The raid was bad enough. The news conference, in which he outright admitted that the invasion was all about the oil, was horrific. Having the ambassador to the United Nations come out the next day and openly admit to admiring and hoping-to-implement the Monroe doctrine with its “spheres of influence,” was nauseating. Hearing that Greenland, Mexico, Colombia, and Cuba might be next was horrifying.
The lack of subtlety was one thing, the lack of planning for the inevitable day-after was another. The idea was that “all” of the big oil companies were going to invest billions, if not trillions, of dollars in a country seething with resentment at foreign interests extracting the wealth of the country while its residents are in grinding poverty and misery. Even assuming that the oil companies are willing to do that, and that they are able to provide security for the enormous workforce that will be needed, what will keep the Venezuelans from nationalizing the petroleum industry, once all those dollars / Euros / pounds / shekels have made the oil fields / refineries / whatever-else all bright and shiny again? Putting little questions of patriotism and pride aside, the best thing for Venezuela to do might be to let the multinationals rebuild their system, and then take it over again.

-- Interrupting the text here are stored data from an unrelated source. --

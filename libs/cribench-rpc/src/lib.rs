//! Minimal binary RPC over Unix sockets: unary and server-streamed
//! replies with length-prefixed framing.
//!
//! The server side runs on tokio and dispatches each connection on its
//! own task; the client side is deliberately blocking so measurement
//! loops stay sequential. The service surface is the capability-scoped
//! [`ContainerRuntime`] trait; any method byte outside it is answered
//! with an explicit error frame, never a silent default.

mod client;
mod error;
pub mod framing;
mod server;

pub use client::{DeliveryMode, RuntimeClient};
pub use error::RpcError;
pub use server::serve;

use cribench_proto::{ListContainersResponse, StreamContainersResponse, VersionResponse};

/// The three operations this benchmark serves. Implementations must be
/// independently callable without a live connection: the harness times
/// handler bodies directly to split generation cost from transport cost.
pub trait ContainerRuntime: Send + Sync + 'static {
    /// Static identity payload; connectivity probe, never timed.
    fn version(&self) -> VersionResponse;

    /// The whole record set as one response.
    fn list_containers(&self) -> ListContainersResponse;

    /// The same record set as consecutive chunks, global order preserved.
    fn stream_containers(&self) -> Vec<StreamContainersResponse>;
}
use std::io::ErrorKind;
use std::sync::Arc;

use tokio::io::{AsyncReadExt, AsyncWriteExt};
use tokio::net::{UnixListener, UnixStream};
use tokio::task::JoinSet;
use tokio_util::sync::CancellationToken;

use crate::ContainerRuntime;
use crate::error::RpcError;
use crate::framing::{Method, Reply, encode_message, encode_raw};

/// Accept loop: one task per connection, cooperative shutdown via the
/// cancellation token. After cancellation the loop stops accepting and
/// drains the remaining connection tasks before returning.
pub async fn serve(
    listener: UnixListener,
    runtime: Arc<dyn ContainerRuntime>,
    token: CancellationToken,
) {
    let mut conns = JoinSet::new();
    loop {
        tokio::select! {
            accepted = listener.accept() => {
                match accepted {
                    Ok((stream, _)) => {
                        let runtime = runtime.clone();
                        let conn_token = token.child_token();
                        conns.spawn(async move {
                            if let Err(e) = handle_connection(stream, runtime, conn_token).await {
                                tracing::warn!(error = %e, "connection error");
                            }
                        });
                    }
                    Err(e) => {
                        tracing::error!(error = %e, "accept error");
                        break;
                    }
                }
            }
            _ = token.cancelled() => break,
        }
    }

    while conns.join_next().await.is_some() {}
    tracing::debug!("server stopped");
}

/// Per-connection loop: read method bytes, answer with framed replies.
///
/// A streamed reply is a blocking sequence of chunk writes on this one
/// stream; the first failed write aborts the whole stream.
async fn handle_connection(
    mut stream: UnixStream,
    runtime: Arc<dyn ContainerRuntime>,
    token: CancellationToken,
) -> Result<(), RpcError> {
    let mut buf = Vec::with_capacity(8192);

    loop {
        let method = tokio::select! {
            read = stream.read_u8() => match read {
                Ok(b) => b,
                Err(e) if e.kind() == ErrorKind::UnexpectedEof => return Ok(()),
                Err(e) => return Err(e.into()),
            },
            _ = token.cancelled() => return Ok(()),
        };

        buf.clear();
        match Method::from_byte(method) {
            Some(Method::Version) => {
                encode_message(&runtime.version(), &mut buf)?;
                stream.write_all(&buf).await?;
            }
            Some(Method::List) => {
                encode_message(&runtime.list_containers(), &mut buf)?;
                stream.write_all(&buf).await?;
            }
            Some(Method::Stream) => {
                for chunk in runtime.stream_containers() {
                    buf.clear();
                    encode_message(&chunk, &mut buf)?;
                    stream.write_all(&buf).await?;
                }
                buf.clear();
                encode_raw(Reply::End, &[], &mut buf)?;
                stream.write_all(&buf).await?;
            }
            None => {
                tracing::warn!(method, "unsupported method");
                let err = RpcError::UnsupportedMethod(method);
                encode_raw(Reply::Error, err.to_string().as_bytes(), &mut buf)?;
                stream.write_all(&buf).await?;
            }
        }
    }
}
use std::collections::BTreeMap;

use crate::messages::{Container, ContainerMetadata, ContainerState, ImageSpec};

/// Fixed epoch the synthetic creation timestamps are offset from.
pub const CREATED_AT_EPOCH: i64 = 1_700_000_000;

/// Build one synthetic container record.
///
/// Pure function of `(index, annotation_count)`: every string field is a
/// deterministic format of the index (and sub-index for annotations), so
/// two calls with the same arguments produce identical records. Delivery
/// benchmarks rely on this: they must measure delivery cost, not data
/// variance.
pub fn generate_container(index: usize, annotation_count: usize) -> Container {
    let mut annotations = BTreeMap::new();
    for j in 0..annotation_count {
        annotations.insert(
            format!("io.kubernetes.annotation-{j}"),
            format!("value-{index}-{j}"),
        );
    }

    let mut labels = BTreeMap::new();
    labels.insert("app".to_string(), format!("app-{index}"));
    labels.insert("component".to_string(), "server".to_string());

    Container {
        id: format!("container-{index}"),
        pod_sandbox_id: format!("sandbox-{index}"),
        metadata: Some(ContainerMetadata {
            name: format!("name-{index}"),
            attempt: index as u32,
        }),
        image: Some(ImageSpec {
            image: format!("registry.example.com/image-{index}:latest"),
        }),
        image_ref: format!("sha256:abcdef{index:06}"),
        state: ContainerState::Running as i32,
        created_at: CREATED_AT_EPOCH + index as i64,
        labels,
        annotations,
        image_id: format!("sha256:fedcba{index:06}"),
    }
}

/// Build the full record set: indices `0..count` in ascending order.
pub fn generate_containers(count: usize, annotation_count: usize) -> Vec<Container> {
    (0..count)
        .map(|i| generate_container(i, annotation_count))
        .collect()
}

Nothing about the plan made any sense, on the face of it. Maduro was horrific, but leaving his vice president in power, and being willing to “work with her,” raises big questions. Delcy Rodríguez went from vice president to “acting president” of Venezuela overnight, but the real question is when, if ever, she agreed to play Washington’s stooge.
Well, you, Dear Reader, know how it all worked out, or how it didn’t. You’re like God, Dear Reader. I’m supposed to be writing this damn story, but you know the ending and I don’t. I am “driving” this damn bus which has a mind of its own, and you are the passenger, who knows where we’re going.
I sure don’t.
So there was little Marc on Saturday morning, looking at YouTube, which had clips entitled “Maduro Seized,” and “US Illegally Removes Maduro from Power,” and my non-caffeinated brain dismissed it as AI generated fake news. Worrisome, but not serious. It took twenty minutes for it to occur to me to check The New York Times, or the BBC, to see if the insane had materialized.
It was like getting kicked in the stomach.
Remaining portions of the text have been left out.